Effects of human anti-IL-1α autoantibodies on receptor binding and biological activities of IL-1

Abstract

Immunoglobulin G (IgG) antibodies to interleukin 1α (IL-1α) are frequently found in the sera of healthy human individuals. The effects of these autoantibodies on receptor binding and biological activities of human IL-1 were tested. Using the murine T-lymphocyte line NOB-1, human thyrocytes and human foreskin fibroblasts, the antibodies competitively inhibited the biological activity of human recombinant IL-1α (rIL-1α). The degree of inhibition correlated with 125I-rIL-1α binding to IgG in different immunoglobulin preparations and in individual sera. These antibodies also neutralized the IL-1 activity of isolated membrane fragments and lysates of human blood monocytes activated by lipopolysaccharide. In contrast, the supernatant IL-1 activity was not affected. Stronger inhibition of biological activity and cell binding of 125I-rIL-1α was obtained with NOB-1 cells than with human thyrocytes.
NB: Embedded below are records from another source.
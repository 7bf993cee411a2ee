/// Parley - offline-first messaging core
///
/// Local log is the source of truth; a sync engine reconciles it with an
/// abstract transport. Conversation summaries are derived and rebuildable.

pub mod error;
pub mod config;
pub mod clock;
pub mod presence;
pub mod messenger_types;
pub mod local_store;
pub mod message_log;
pub mod conversation_index;
pub mod transport;
pub mod sync_engine;
pub mod contact_store;
pub mod call_session;
pub mod messenger;
pub mod cli_app;

pub use call_session::{CallDirection, CallSessionController, CallSignal, CallState};
pub use config::Config;
pub use error::{ChatError, Result};
pub use local_store::LocalStore;
pub use messenger::{ConversationView, Messenger, Page};
pub use messenger_types::{ConversationSummary, DeliveryState, Message, Payload};
pub use sync_engine::{SyncConfig, SyncEngine, SyncEvent};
The antibodies failed to interfere with the biological activity of rIL-1β. It is concluded that IgG autoantibodies to IL-1α in the sera of healthy humans selectively inhibit the biological activity of the soluble and membrane-associated forms of IL-1α in vitro, and that the degree of biological inhibition afforded by these antibodies depends upon the target cell.